L'interaction des pensées automatiques avec les schémas
L'objectif de la thérapie cognitive sera d'aider le patient à identifier les pensées automatiques qui sont induites par le schéma. Elles en sont en effet à la fois la conséquence et le versant accessible à la conscience. Autrement dit, la manière dont une personne appréhende une situation est rendue lisible par le biais de ses cognitions (pensées et images). Ces cognitions renvoient au filtre dont la personne dispose pour percevoir le monde au travers duquel on repère sa vision d’elle-même, du monde, du passé, du futur. Une fois les pensées automatiques identifiées, on pourra également travailler sur les biais cognitifs associés et aider le patient à mettre de la distance avec ces manifestations du schéma.Les schémas cognitifs et les pensées automatiques s'influencent mutuellement : les schémas produisent des pensées automatiques et de même, en retour, les pensées automatiques les renforcent ou les modifient.

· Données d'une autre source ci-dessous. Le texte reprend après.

/// Prefix `msg` with the current source position.
pub fn where_prefix(rt: &Runtime, msg: &str) -> String {
    match current_location(rt) {
        Some((src, line)) => format!("{src}:{line}: {msg}"),
        None => msg.to_string(),
    }
}

// ======================================================================
// Error constructors
// ======================================================================

/// Raise a runtime error with a located message, filtered through the
/// active message handler.
pub fn run_error(rt: &mut Runtime, msg: String) -> Control {
    let located = where_prefix(rt, &msg);
    tracing::debug!(target: "selune::error", error = %located, "runtime error");
    let value = rt.new_string_value(&located);
    call::error_msg(rt, value)
}

/// "attempt to <op> a <type> value".
pub fn type_error(rt: &mut Runtime, v: &Value, op: &str) -> Control {
    run_error(rt, format!("attempt to {op} a {} value", v.type_name()))
}

pub fn index_error(rt: &mut Runtime, t: &Value, _key: &Value) -> Control {
    type_error(rt, t, "index")
}

pub fn op_error(rt: &mut Runtime, v: &Value, op: &str) -> Control {
    if matches!(v, Value::Str(_)) && op == "perform arithmetic on" {
        // A string that survived the coercion attempt but failed it.
        return run_error(rt, format!("attempt to {op} a string value"));
    }
    type_error(rt, v, op)
}

pub fn to_int_error(rt: &mut Runtime, _v: &Value) -> Control {
    run_error(rt, "number has no integer representation".into())
}
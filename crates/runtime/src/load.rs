//! Chunk loading and dumping.
//!
//! `load_chunk` accepts source text or a precompiled binary chunk
//! (recognized by its escape byte) subject to a mode string, compiles
//! or undumps it, instantiates heap prototypes, and wraps the main
//! function in a closure whose first upvalue is bound to the globals
//! table.

use tracing::debug;

use selune_core::chunk;
use selune_core::proto::{Constant, ProtoDesc};

use crate::error::{Control, RtResult, Status};
use crate::func::{LClosure, LocVarRt, Proto, new_closed_upval};
use crate::heap::{ClosureRef, ProtoRef};
use crate::state::Runtime;
use crate::value::Value;

/// First byte of a binary chunk.
const CHUNK_ESCAPE: u8 = 0x1B;

/// Instantiate a compiled description as heap prototypes, interning
/// every string once.
pub fn desc_to_proto(rt: &mut Runtime, desc: &ProtoDesc) -> ProtoRef {
    let constants = desc
        .constants
        .iter()
        .map(|k| match k {
            Constant::Nil => Value::Nil,
            Constant::Bool(b) => Value::Bool(*b),
            Constant::Int(i) => Value::Int(*i),
            Constant::Float(f) => Value::Float(*f),
            Constant::Str(s) => Value::Str(rt.new_string(s)),
        })
        .collect();
    let protos = desc.protos.iter().map(|p| desc_to_proto(rt, p)).collect();
    let loc_vars = desc
        .loc_vars
        .iter()
        .map(|lv| LocVarRt {
            name: Some(rt.new_string(&lv.name)),
            start_pc: lv.start_pc,
            end_pc: lv.end_pc,
        })
        .collect();
    let upvalue_names = desc
        .upvalues
        .iter()
        .enumerate()
        .map(|(i, _)| desc.upvalue_names.get(i).map(|n| rt.new_string(n)))
        .collect();
    let source = if desc.source.is_empty() {
        None
    } else {
        Some(rt.new_string(&desc.source))
    };
    rt.new_proto(Proto {
        num_params: desc.num_params,
        is_vararg: desc.is_vararg,
        max_stack_size: desc.max_stack_size,
        code: desc.code.clone(),
        constants,
        upvalues: desc.upvalues.clone(),
        protos,
        line_info: desc.line_info.clone(),
        loc_vars,
        upvalue_names,
        source,
        line_defined: desc.line_defined,
        last_line_defined: desc.last_line_defined,
    })
}

/// Convert a loaded prototype back to its description (for `dump`).
pub fn proto_to_desc(rt: &Runtime, pref: ProtoRef) -> ProtoDesc {
    let p = rt.heap.proto(pref);
    ProtoDesc {
        num_params: p.num_params,
        is_vararg: p.is_vararg,
        max_stack_size: p.max_stack_size,
        code: p.code.clone(),
        constants: p
            .constants
            .iter()
            .map(|v| match v {
                Value::Nil => Constant::Nil,
                Value::Bool(b) => Constant::Bool(*b),
                Value::Int(i) => Constant::Int(*i),
                Value::Float(f) => Constant::Float(*f),
                Value::Str(s) => Constant::Str(rt.str_bytes(*s).to_vec()),
                _ => unreachable!("constant pools hold only scalars and strings"),
            })
            .collect(),
        upvalues: p.upvalues.clone(),
        protos: p.protos.iter().map(|sub| proto_to_desc(rt, *sub)).collect(),
        line_info: p.line_info.clone(),
        loc_vars: p
            .loc_vars
            .iter()
            .map(|lv| selune_core::proto::LocVar {
                name: lv.name.map(|s| rt.str_bytes(s).to_vec()).unwrap_or_default(),
                start_pc: lv.start_pc,
                end_pc: lv.end_pc,
            })
            .collect(),
        upvalue_names: p
            .upvalue_names
            .iter()
            .map(|n| n.map(|s| rt.str_bytes(s).to_vec()).unwrap_or_default())
            .collect(),
        source: p.source.map(|s| rt.str_bytes(s).to_vec()).unwrap_or_default(),
        line_defined: p.line_defined,
        last_line_defined: p.last_line_defined,
    }
}

/// Load a chunk from bytes. `mode` limits accepted forms: `t` text,
/// `b` binary, `bt` both.
pub fn load_chunk(
    rt: &mut Runtime,
    source: &[u8],
    chunk_name: &[u8],
    mode: &str,
) -> RtResult<ClosureRef> {
    let desc = if source.first() == Some(&CHUNK_ESCAPE) {
        if !mode.contains('b') {
            return Err(syntax_error(
                rt,
                format!("attempt to load a binary chunk (mode is '{mode}')"),
            ));
        }
        match chunk::undump_chunk(source) {
            Ok(d) => d,
            Err(e) => return Err(syntax_error(rt, e.to_string())),
        }
    } else {
        if !mode.contains('t') {
            return Err(syntax_error(
                rt,
                format!("attempt to load a text chunk (mode is '{mode}')"),
            ));
        }
        match selune_compiler::compile(source, chunk_name) {
            Ok(d) => d,
            Err(e) => return Err(syntax_error(rt, e.to_string())),
        }
    };
    debug!(
        target: "selune::load",
        chunk = %String::from_utf8_lossy(chunk_name),
        instructions = desc.code.len(),
        "chunk loaded"
    );
    // The collector stays off while prototypes are under construction:
    // constants interned for a half-built proto have no heap anchor
    // yet.
    let was_running = rt.gc.running;
    rt.gc.running = false;
    let cl = instantiate(rt, &desc);
    rt.gc.running = was_running;
    Ok(cl)
}

/// Build the top-level closure: one closed cell per upvalue, the first
/// bound to the globals table.
fn instantiate(rt: &mut Runtime, desc: &ProtoDesc) -> ClosureRef {
    let proto = desc_to_proto(rt, desc);
    let nup = desc.upvalues.len();
    let mut upvals = Vec::with_capacity(nup);
    for i in 0..nup {
        let init = if i == 0 { Value::Table(rt.globals) } else { Value::Nil };
        upvals.push(new_closed_upval(init));
    }
    rt.new_lclosure(LClosure { proto, upvals })
}

/// Serialize the script function `cl` to a binary chunk.
pub fn dump_closure(rt: &Runtime, cl: ClosureRef, strip: bool) -> Vec<u8> {
    let desc = proto_to_desc(rt, rt.heap.closure(cl).proto);
    chunk::dump_chunk(&desc, strip)
}

fn syntax_error(rt: &mut Runtime, msg: String) -> Control {
    let v = rt.new_string_value(&msg);
    Control::error(Status::ErrSyntax, v)
}
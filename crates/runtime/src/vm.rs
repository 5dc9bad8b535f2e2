//! The bytecode dispatch loop.
//!
//! One `execute` invocation runs the innermost script frame and every
//! script frame it calls, without Rust-stack recursion: a script-to-
//! script call pushes a frame and restarts the loop; RETURN on a frame
//! flagged FRESH leaves the loop back to native code. Tail calls reuse
//! the caller's frame slot. Test instructions are fused with the JMP
//! that must follow them.
//!
//! The loop writes the advanced pc into the frame before dispatching,
//! so error reporting, hooks, and mid-instruction yields always see a
//! consistent position; `finish_op` completes an instruction whose
//! metamethod call yielded.

use selune_core::opcode::{FIELDS_PER_FLUSH, Instruction, OpCode, fb_to_int, index_k, is_k};

use crate::call::{self, PreCall, close_upvalues};
use crate::error::RtResult;
use crate::func::{LClosure, upval_get, upval_set};
use crate::gc;
use crate::heap::ProtoRef;
use crate::ldebug;
use crate::meta::Tm;
use crate::ops;
use crate::state::{CallFlags, FrameKind, MASK_COUNT, MASK_LINE, Runtime};
use crate::value::Value;

#[inline]
fn arith_event(op: OpCode) -> Tm {
    match op {
        OpCode::Add => Tm::Add,
        OpCode::Sub => Tm::Sub,
        OpCode::Mul => Tm::Mul,
        OpCode::Mod => Tm::Mod,
        OpCode::Pow => Tm::Pow,
        OpCode::Div => Tm::Div,
        OpCode::IDiv => Tm::IDiv,
        OpCode::BAnd => Tm::BAnd,
        OpCode::BOr => Tm::BOr,
        OpCode::BXor => Tm::BXor,
        OpCode::Shl => Tm::Shl,
        OpCode::Shr => Tm::Shr,
        _ => unreachable!("not an arithmetic opcode"),
    }
}

#[inline]
fn set_frame_pc(rt: &mut Runtime, pc: usize) {
    if let FrameKind::Lua { pc: saved, .. } = &mut rt.th_mut().frame_mut().kind {
        *saved = pc;
    }
}

/// Read register or constant for an RK operand.
#[inline]
fn rk(rt: &Runtime, proto: ProtoRef, base: usize, x: u32) -> Value {
    if is_k(x) {
        rt.heap.proto(proto).constants[index_k(x) as usize]
    } else {
        rt.th().stack[base + x as usize]
    }
}

#[inline]
fn reg(rt: &Runtime, base: usize, r: u32) -> Value {
    rt.th().stack[base + r as usize]
}

#[inline]
fn set_reg(rt: &mut Runtime, base: usize, r: u32, v: Value) {
    rt.th_mut().stack[base + r as usize] = v;
}

/// Execute the JMP at `pc` (the pair of a preceding test).
fn do_jump(rt: &mut Runtime, i: Instruction, base: usize, pc: &mut usize) {
    let a = i.a();
    if a != 0 {
        let cur = rt.current;
        close_upvalues(rt, cur, base + a as usize - 1);
    }
    *pc = (*pc as i64 + i.sbx() as i64) as usize;
}

fn do_next_jump(rt: &mut Runtime, proto: ProtoRef, base: usize, pc: &mut usize) {
    let i = rt.heap.proto(proto).code[*pc];
    debug_assert_eq!(i.opcode(), OpCode::Jmp);
    *pc += 1;
    do_jump(rt, i, base, pc);
}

La correction des troubles de la pensée, des pensées dysfonctionnelles,
entraine une amélioration clinique chez les patients.
entraine une amélioration clinique chez les patients.
« Les problèmes psychologiques peuvent donc être maitrisés en affinant les discriminations, en corrigeant les erreurs d’interprétation et en apprenant les attitudes plus adaptées. »
« Comme l’introspection, la finesse, la mise à l’épreuve de la réalité sont des processus cognitifs, cette approche des névroses a été dénommée ’thérapie cognitive’ »
« Comme l’introspection, la finesse, la mise à l’épreuve de la réalité sont des processus cognitifs, cette approche des névroses a été dénommée ’thérapie cognitive’ »
A.T. Beck
La clé de voute de la thérapie cognitive est la restructuration cognitive.